Stantinko, the popular malware group that’s infamous for infecting at least half a million computer around the world, has now added a new technique into its portfolio. The fraudsters are found to be leveraging YouTube’s description to communicate and mine cryptocurrency to benefit.

The Multi-Purpose Module

Security researchers at ESET have surfaced this fact initially and detailed on their blog. The group, Stantinko has been infamous for ad injections, password stealings, click baits and affecting countries like Russia, Ukraine, Belarus etc for its revenue. Since its inception in 2012, it’s estimated to have infected more than 500,000 systems worldwide.

Image by Pxfuel

With that record, Stantinko is now found mining cryptocurrencies using victims computational resources. Though this may seem common these days, Stantinko methods of obfuscation are highly appreciated for hiding from detections, and what made them notable.

The module it dumps is said to be a highly modified version of xmr-stak, Where Stantinko has a crypto miner to mint coins, a detecting software to alert the mining process, a suspender of operations if something found suspicious and to kill other competing cryptominers. The package was delivered and communicates with attackers via YouTube’s description based algorithms! Clever isn’t it?

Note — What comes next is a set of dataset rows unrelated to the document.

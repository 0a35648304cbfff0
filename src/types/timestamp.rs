// Copyright 2025 Fernando Borretti
//
// Licensed under the Apache License, Version 2.0 (the "License");
// you may not use this file except in compliance with the License.
// You may obtain a copy of the License at
//
//     http://www.apache.org/licenses/LICENSE-2.0
//
// Unless required by applicable law or agreed to in writing, software
// distributed under the License is distributed on an "AS IS" BASIS,
// WITHOUT WARRANTIES OR CONDITIONS OF ANY KIND, either express or implied.
// See the License for the specific language governing permissions and
// limitations under the License.

use std::fmt::Display;
use std::fmt::Formatter;

use chrono::DateTime;
use chrono::Utc;
use serde::Deserialize;
use serde::Deserializer;
use serde::Serialize;
use serde::Serializer;

#[derive(Clone, Copy, PartialEq, Eq, PartialOrd, Ord, Debug)]
pub struct Timestamp(DateTime<Utc>);

impl Timestamp {
    #[cfg(test)]
    pub fn new(ts: DateTime<Utc>) -> Self {
        Self(ts)
    }

    pub fn now() -> Self {
        Self(Utc::now())
    }

    pub fn into_rfc3339(self) -> String {
        self.0.to_rfc3339()
    }

    pub fn from_rfc3339(s: &str) -> Option<Self> {
        DateTime::parse_from_rfc3339(s)
            .ok()
            .map(|ts| Self(ts.with_timezone(&Utc)))
    }
}

impl Display for Timestamp {
    fn fmt(&self, f: &mut Formatter<'_>) -> std::fmt::Result {
        write!(f, "{}", self.into_rfc3339())
    }
}

impl Serialize for Timestamp {
    fn serialize<S>(&self, serializer: S) -> Result<S::Ok, S::Error>
    where
        S: Serializer,
    {
        serializer.serialize_str(&self.into_rfc3339())
    }
}

impl<'de> Deserialize<'de> for Timestamp {
    fn deserialize<D>(deserializer: D) -> Result<Self, D::Error>
    where
        D: Deserializer<'de>,
    {
        let string = String::deserialize(deserializer)?;
        Timestamp::from_rfc3339(&string)
            .ok_or_else(|| serde::de::Error::custom("invalid RFC 3339 timestamp"))
    }
}

#[cfg(test)]
mod tests {
    use chrono::TimeZone;

    use super::*;

    #[test]
    fn test_rfc3339() {
        let ts = Timestamp::new(Utc.with_ymd_and_hms(2025, 3, 1, 12, 30, 0).unwrap());
        let s = ts.into_rfc3339();
        assert_eq!(s, "2025-03-01T12:30:00+00:00");
        assert_eq!(Timestamp::from_rfc3339(&s), Some(ts));
    }

    #[test]
    fn test_invalid() {
        assert_eq!(Timestamp::from_rfc3339("yesterday"), None);
    }
}
// Copyright 2025 Fernando Borretti
//
// Licensed under the Apache License, Version 2.0 (the "License");
// you may not use this file except in compliance with the License.
// You may obtain a copy of the License at
//
//     http://www.apache.org/licenses/LICENSE-2.0
//
// Unless required by applicable law or agreed to in writing, software
// distributed under the License is distributed on an "AS IS" BASIS,
// WITHOUT WARRANTIES OR CONDITIONS OF ANY KIND, either express or implied.
// See the License for the specific language governing permissions and
// limitations under the License.

pub mod check;
pub mod import;
pub mod session;
pub mod settings;
pub mod stats;
// Copyright 2025 Fernando Borretti
//
// Licensed under the Apache License, Version 2.0 (the "License");
// you may not use this file except in compliance with the License.
// You may obtain a copy of the License at
//
//     http://www.apache.org/licenses/LICENSE-2.0
//
// Unless required by applicable law or agreed to in writing, software
// distributed under the License is distributed on an "AS IS" BASIS,
// WITHOUT WARRANTIES OR CONDITIONS OF ANY KIND, either express or implied.
// See the License for the specific language governing permissions and
// limitations under the License.

//! The study state: master deck, category filter, settings and the current
//! session. Every user action is a [`Command`] applied through
//! [`StudyState::apply`]; the presentation layer reads a [`Snapshot`].

use std::collections::HashSet;

use rand::Rng;
use serde::Serialize;

use crate::config::Config;
use crate::error::Fallible;
use crate::parser::parse_deck;
use crate::sampler::Weighted;
use crate::sampler::build_session;
use crate::sampler::draw_one;
use crate::settings::SessionMode;
use crate::settings::Settings;
use crate::types::card::Card;
use crate::types::card_id::CardId;

#[derive(Clone, Copy, Debug, PartialEq, Eq)]
pub enum Direction {
    Easier,
    Harder,
}

impl Direction {
    fn sign(self) -> f64 {
        match self {
            Direction::Easier => -1.0,
            Direction::Harder => 1.0,
        }
    }
}

#[derive(Clone, Debug, PartialEq)]
pub enum Command {
    /// Parse deck text and replace the master deck with it.
    Import(String),
    SetCategories(Vec<String>),
    SelectAllCategories,
    AdjustFrequency { id: CardId, direction: Direction },
    SetTemperature(f64),
    StepTemperature(i32),
    SetSessionSize(usize),
    StepSessionSize(i32),
    SetSpeechRate(f64),
    StepSpeechRate(i32),
    SetMode(SessionMode),
    ResetSettings,
    NewSession,
    Search(String),
    Draw,
    Next,
    Previous,
    Flip,
}

/// What a command changed, so the caller knows what to persist.
#[derive(Clone, Copy, Debug, Default, PartialEq, Eq)]
pub struct Changes {
    pub deck: bool,
    pub settings: bool,
    pub categories: bool,
    pub title: bool,
}

pub struct StudyState {
    config: Config,
    deck: Vec<Card>,
    title: Option<String>,
    active: HashSet<String>,
    settings: Settings,
    /// Indices into `deck`.
    session: Vec<usize>,
    /// Index into `session`. `Some` iff the session is non-empty.
    current: Option<usize>,
    flipped: bool,
    search: Option<String>,
    notice: Option<String>,
}

impl StudyState {
    pub fn new(config: Config) -> Self {
        let settings = Settings::new(&config);
        Self {
            config,
            deck: Vec::new(),
            title: None,
            active: HashSet::new(),
            settings,
            session: Vec::new(),
            current: None,
            flipped: false,
            search: None,
            notice: None,
        }
    }

    /// Rebuild a state from persisted parts. Invalid cards are dropped and
    /// settings are re-clamped to the current configuration.
    pub fn restore<R: Rng>(
        config: Config,
        deck: Vec<Card>,
        settings: Option<Settings>,
        categories: Option<Vec<String>>,
        title: Option<String>,
        rng: &mut R,
    ) -> Self {
        let mut state = Self::new(config);
        if let Some(settings) = settings {
            state.settings = settings.sanitize(&state.config);
        }
        let total = deck.len();
        let bounds = state.config.frequency;
        state.deck = deck
            .into_iter()
            .filter(Card::is_valid)
            .map(|mut card| {
                card.clamp_frequency(&bounds);
                card
            })
            .collect();
        if state.deck.len() < total {
            log::warn!("Dropped {} invalid stored cards.", total - state.deck.len());
        }
        state.title = title;
        state.set_active(categories.unwrap_or_default());
        state.rebuild(rng);
        state
    }

    pub fn apply<R: Rng>(&mut self, command: Command, rng: &mut R) -> Fallible<Changes> {
        self.notice = None;
        let mut changes = Changes::default();
        match command {
            Command::Import(text) => {
                let mut parsed = parse_deck(&text)?;
                log::info!("Imported {} cards.", parsed.cards.len());
                for card in &mut parsed.cards {
                    card.reset_frequency(&self.config.frequency);
                }
                self.deck = parsed.cards;
                self.title = parsed.title;
                self.set_active(Vec::new());
                self.rebuild(rng);
                changes.deck = true;
                changes.title = true;
                changes.categories = true;
            }
            Command::SetCategories(categories) => {
                self.set_active(categories);
                self.rebuild(rng);
                changes.categories = true;
            }
            Command::SelectAllCategories => {
                self.set_active(Vec::new());
                self.rebuild(rng);
                changes.categories = true;
            }
            Command::AdjustFrequency { id, direction } => {
                let delta = self.config.frequency.delta * direction.sign();
                match self.deck.iter_mut().find(|card| card.id() == id) {
                    Some(card) => {
                        let value = card.adjust_frequency(delta, &self.config.frequency);
                        log::debug!("Card {} frequency factor is now {value}.", id.short());
                        changes.deck = true;
                    }
                    None => {
                        log::warn!("No card with id {}.", id.short());
                    }
                }
            }
            Command::SetTemperature(value) => {
                self.settings.set_temperature(value, &self.config);
                self.rebuild(rng);
                changes.settings = true;
            }
            Command::StepTemperature(direction) => {
                self.settings.step_temperature(direction, &self.config);
                self.rebuild(rng);
                changes.settings = true;
            }
            Command::SetSessionSize(value) => {
                self.settings.set_session_size(value, &self.config);
                self.rebuild(rng);
                changes.settings = true;
            }
            Command::StepSessionSize(direction) => {
                self.settings.step_session_size(direction, &self.config);
                self.rebuild(rng);
                changes.settings = true;
            }
            Command::SetSpeechRate(value) => {
                self.settings.set_speech_rate(value, &self.config);
                changes.settings = true;
            }
            Command::StepSpeechRate(direction) => {
                self.settings.step_speech_rate(direction, &self.config);
                changes.settings = true;
            }
            Command::SetMode(mode) => {
                self.settings.set_mode(mode);
                self.rebuild(rng);
                changes.settings = true;
            }
            Command::ResetSettings => {
                self.settings = Settings::new(&self.config);
                self.rebuild(rng);
                changes.settings = true;
            }
            Command::NewSession => {
                self.rebuild(rng);
            }
            Command::Search(query) => {
                self.search_for(query.trim(), rng);
            }
            Command::Draw => {
                self.draw(rng);
            }
            Command::Next => match self.settings.mode() {
                SessionMode::Batch => self.navigate(1),
                SessionMode::Streaming => self.draw(rng),
            },
            Command::Previous => match self.settings.mode() {
                SessionMode::Batch => self.navigate(-1),
                SessionMode::Streaming => {
                    log::debug!("Previous is not available in streaming mode.");
                }
            },
            Command::Flip => {
                if self.current.is_some() {
                    self.flipped = !self.flipped;
                }
            }
        }
        Ok(changes)
    }

    /// Distinct front labels, in deck order.
    pub fn categories(&self) -> Vec<String> {
        let mut seen = HashSet::new();
        self.deck
            .iter()
            .map(|card| card.front_label())
            .filter(|label| seen.insert(*label))
            .map(str::to_string)
            .collect()
    }

    /// The active categories, sorted.
    pub fn active_categories(&self) -> Vec<String> {
        let mut active: Vec<String> = self.active.iter().cloned().collect();
        active.sort();
        active
    }

    pub fn deck(&self) -> &[Card] {
        &self.deck
    }

    pub fn title(&self) -> Option<&str> {
        self.title.as_deref()
    }

    pub fn settings(&self) -> &Settings {
        &self.settings
    }

    pub fn config(&self) -> &Config {
        &self.config
    }

    pub fn current_card(&self) -> Option<&Card> {
        self.current.map(|i| &self.deck[self.session[i]])
    }

    pub fn session_cards(&self) -> Vec<&Card> {
        self.session.iter().map(|&i| &self.deck[i]).collect()
    }

    pub fn snapshot(&self) -> Snapshot {
        let counts = |label: &str| {
            self.deck
                .iter()
                .filter(|card| card.front_label() == label)
                .count()
        };
        Snapshot {
            title: self.title.clone(),
            card: self.current_card().map(CardView::from),
            position: self.current.map_or(0, |i| i + 1),
            total: self.session.len(),
            flipped: self.flipped,
            deck_size: self.deck.len(),
            categories: self
                .categories()
                .into_iter()
                .map(|name| CategoryView {
                    active: self.active.contains(&name),
                    card_count: counts(&name),
                    name,
                })
                .collect(),
            settings: self.settings.clone(),
            search: self.search.clone(),
            notice: self.notice.clone(),
        }
    }

    /// An empty selection means every category.
    fn set_active(&mut self, categories: Vec<String>) {
        self.active = if categories.is_empty() {
            self.categories().into_iter().collect()
        } else {
            categories.into_iter().collect()
        };
    }

    /// Cards whose front label is active. Falls back to the whole deck when
    /// nothing matches.
    fn filtered_pool(&self) -> Vec<usize> {
        let filtered: Vec<usize> = (0..self.deck.len())
            .filter(|&i| self.active.contains(self.deck[i].front_label()))
            .collect();
        if filtered.is_empty() {
            (0..self.deck.len()).collect()
        } else {
            filtered
        }
    }

    fn rebuild<R: Rng>(&mut self, rng: &mut R) {
        self.search = None;
        self.flipped = false;
        let pool: Vec<Slot> = self
            .filtered_pool()
            .into_iter()
            .map(|index| Slot {
                index,
                card: &self.deck[index],
            })
            .collect();
        let sampled = build_session(
            &pool,
            self.settings.session_size(),
            self.settings.temperature(),
            rng,
        );
        self.session = sampled.into_iter().map(|slot| slot.index).collect();
        self.current = if self.session.is_empty() {
            None
        } else {
            Some(0)
        };
    }

    fn navigate(&mut self, direction: isize) {
        self.flipped = false;
        let len = self.session.len() as isize;
        if let Some(current) = self.current {
            let next = (current as isize + direction + len) % len;
            self.current = Some(next as usize);
        }
    }

    fn draw<R: Rng>(&mut self, rng: &mut R) {
        self.flipped = false;
        // Weights are recomputed on every draw, so frequency adjustments
        // apply to the next one.
        self.current = draw_one(&self.session_cards(), self.settings.temperature(), rng);
    }

    fn search_for<R: Rng>(&mut self, query: &str, rng: &mut R) {
        if query.is_empty() {
            self.rebuild(rng);
            return;
        }
        let results: Vec<usize> = (0..self.deck.len())
            .filter(|&i| self.deck[i].matches(query))
            .collect();
        if results.is_empty() {
            log::debug!("Search: no matches for {query:?}, keeping the session.");
            self.notice = Some(format!("No matches found for: {query}"));
        } else {
            self.session = results;
            self.current = Some(0);
            self.flipped = false;
            self.search = Some(query.to_string());
        }
    }
}

/// A deck position paired with its card, so sampled cards can be traced back
/// to the deck.
#[derive(Clone)]
struct Slot<'a> {
    index: usize,
    card: &'a Card,
}

impl Weighted for Slot<'_> {
    fn frequency_factor(&self) -> f64 {
        self.card.frequency_factor()
    }
}

/// A read-only view of the state for rendering.
#[derive(Clone, Debug, PartialEq, Serialize)]
#[serde(rename_all = "camelCase")]
pub struct Snapshot {
    pub title: Option<String>,
    pub card: Option<CardView>,
    /// One-based position of the current card, zero if there is none.
    pub position: usize,
    pub total: usize,
    pub flipped: bool,
    pub deck_size: usize,
    pub categories: Vec<CategoryView>,
    pub settings: Settings,
    pub search: Option<String>,
    pub notice: Option<String>,
}

#[derive(Clone, Debug, PartialEq, Serialize)]
#[serde(rename_all = "camelCase")]
pub struct CardView {
    pub id: CardId,
    pub front_label: String,
    pub back_label: String,
    pub front_text: String,
    pub back_text: String,
    pub frequency_factor: f64,
}

impl From<&Card> for CardView {
    fn from(card: &Card) -> Self {
        Self {
            id: card.id(),
            front_label: card.front_label().to_string(),
            back_label: card.back_label().to_string(),
            front_text: card.front_text().to_string(),
            back_text: card.back_text().to_string(),
            frequency_factor: card.frequency_factor(),
        }
    }
}

#[derive(Clone, Debug, PartialEq, Serialize)]
#[serde(rename_all = "camelCase")]
pub struct CategoryView {
    pub name: String,
    pub active: bool,
    pub card_count: usize,
}
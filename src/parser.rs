// Copyright 2025 Fernando Borretti
//
// Licensed under the Apache License, Version 2.0 (the "License");
// you may not use this file except in compliance with the License.
// You may obtain a copy of the License at
//
//     http://www.apache.org/licenses/LICENSE-2.0
//
// Unless required by applicable law or agreed to in writing, software
// distributed under the License is distributed on an "AS IS" BASIS,
// WITHOUT WARRANTIES OR CONDITIONS OF ANY KIND, either express or implied.
// See the License for the specific language governing permissions and
// limitations under the License.

use std::error::Error;
use std::fmt::Display;
use std::fmt::Formatter;

use crate::types::card::Card;
use crate::types::card::DEFAULT_BACK_LABEL;
use crate::types::card::DEFAULT_FRONT_LABEL;
use crate::types::card_id::IdHasher;
use crate::types::timestamp::Timestamp;

const TITLE_MARKER: &str = "**";
const CATEGORY_MARKER: &str = "*";
const TITLE_SEPARATOR: char = ':';
const FIELD_SEPARATOR: char = '|';

/// The parser found no valid card in the input.
#[derive(Debug, PartialEq, Eq, Clone, Copy)]
pub struct EmptyDeck;

impl Display for EmptyDeck {
    fn fmt(&self, f: &mut Formatter<'_>) -> std::fmt::Result {
        write!(f, "deck contains no valid cards.")
    }
}

impl Error for EmptyDeck {}

#[derive(Debug, Clone, PartialEq)]
pub struct ParsedDeck {
    /// The title from the last `**` line that had one.
    pub title: Option<String>,
    pub cards: Vec<Card>,
}

/// Parse deck text into cards. Fails with [`EmptyDeck`] if no line yields a
/// valid card.
pub fn parse_deck(text: &str) -> Result<ParsedDeck, EmptyDeck> {
    parse_deck_at(text, Timestamp::now())
}

/// Like [`parse_deck`], with the import time used to derive card ids given
/// explicitly.
pub fn parse_deck_at(text: &str, imported_at: Timestamp) -> Result<ParsedDeck, EmptyDeck> {
    let imported_at = imported_at.into_rfc3339();
    let mut title = None;
    let mut cards = Vec::new();
    let mut front_label = DEFAULT_FRONT_LABEL.to_string();
    let mut back_label = DEFAULT_BACK_LABEL.to_string();

    for (line_number, line) in text.lines().enumerate() {
        let line = line.trim();
        if line.is_empty() {
            continue;
        }
        if let Some(rest) = line.strip_prefix(TITLE_MARKER) {
            if let Some(t) = parse_title(rest) {
                title = Some(t);
            }
        } else if let Some(rest) = line.strip_prefix(CATEGORY_MARKER) {
            (front_label, back_label) = parse_labels(rest);
        } else if let Some((front, back)) = parse_card_line(line) {
            let id = IdHasher::new()
                .update(imported_at.as_bytes())
                .update(&line_number.to_le_bytes())
                .update(front.as_bytes())
                .update(back.as_bytes())
                .finalize();
            cards.push(Card::new(id, &front_label, &back_label, front, back));
        } else {
            log::debug!("Skipping line {}: not a card.", line_number + 1);
        }
    }

    if cards.is_empty() {
        return Err(EmptyDeck);
    }
    Ok(ParsedDeck { title, cards })
}

fn parse_title(rest: &str) -> Option<String> {
    let (_, title) = rest.split_once(TITLE_SEPARATOR)?;
    let title = title.trim();
    if title.is_empty() {
        None
    } else {
        Some(title.to_string())
    }
}

fn parse_labels(rest: &str) -> (String, String) {
    let mut parts = rest.split(FIELD_SEPARATOR).map(str::trim);
    let front = parts.next().filter(|s| !s.is_empty());
    let back = parts.next().filter(|s| !s.is_empty());
    match (front, back) {
        (None, None) => (DEFAULT_FRONT_LABEL.to_string(), DEFAULT_BACK_LABEL.to_string()),
        (Some(label), None) => (label.to_string(), label.to_string()),
        (None, Some(back)) => (DEFAULT_FRONT_LABEL.to_string(), back.to_string()),
        (Some(front), Some(back)) => (front.to_string(), back.to_string()),
    }
}

/// Split a card line into its two faces. Extra fields are ignored.
fn parse_card_line(line: &str) -> Option<(&str, &str)> {
    let mut parts = line.split(FIELD_SEPARATOR).map(str::trim);
    let front = parts.next()?;
    let back = parts.next()?;
    if front.is_empty() || back.is_empty() {
        return None;
    }
    Some((front, back))
}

Leveraging YouTube Descriptions

At the core of crypto mining, there’s a process of hashing where the miner (CoinMiner.Stantinko) communicates with the attacker indirectly through proxies. These proxies are taken from YouTube’s description.

This was later informed to YouTube and it’s taken down. Here, it downloads the hashing algorithm and stores it in disk for future operations like changing it to adapt mining for a better cryptocurrency. And storing this algorithm in the disk makes it hard for detection by antivirus softwares.

Researchers said, “The remaining strings and functions are heavily obfuscated. ESET security products detect this malware as Win{32,64}/CoinMiner.Stantinko. Due to the use of source-level obfuscations with a grain of randomness and the fact that Stantinko’s operators compile this module for each new victim, each sample of the module is unique.”

Aside from doing this, detectors are placed for finding antivirus softwares to hide and to alert when the PC battery power is disconnected or task manager is run to avoid suspicion from the victim.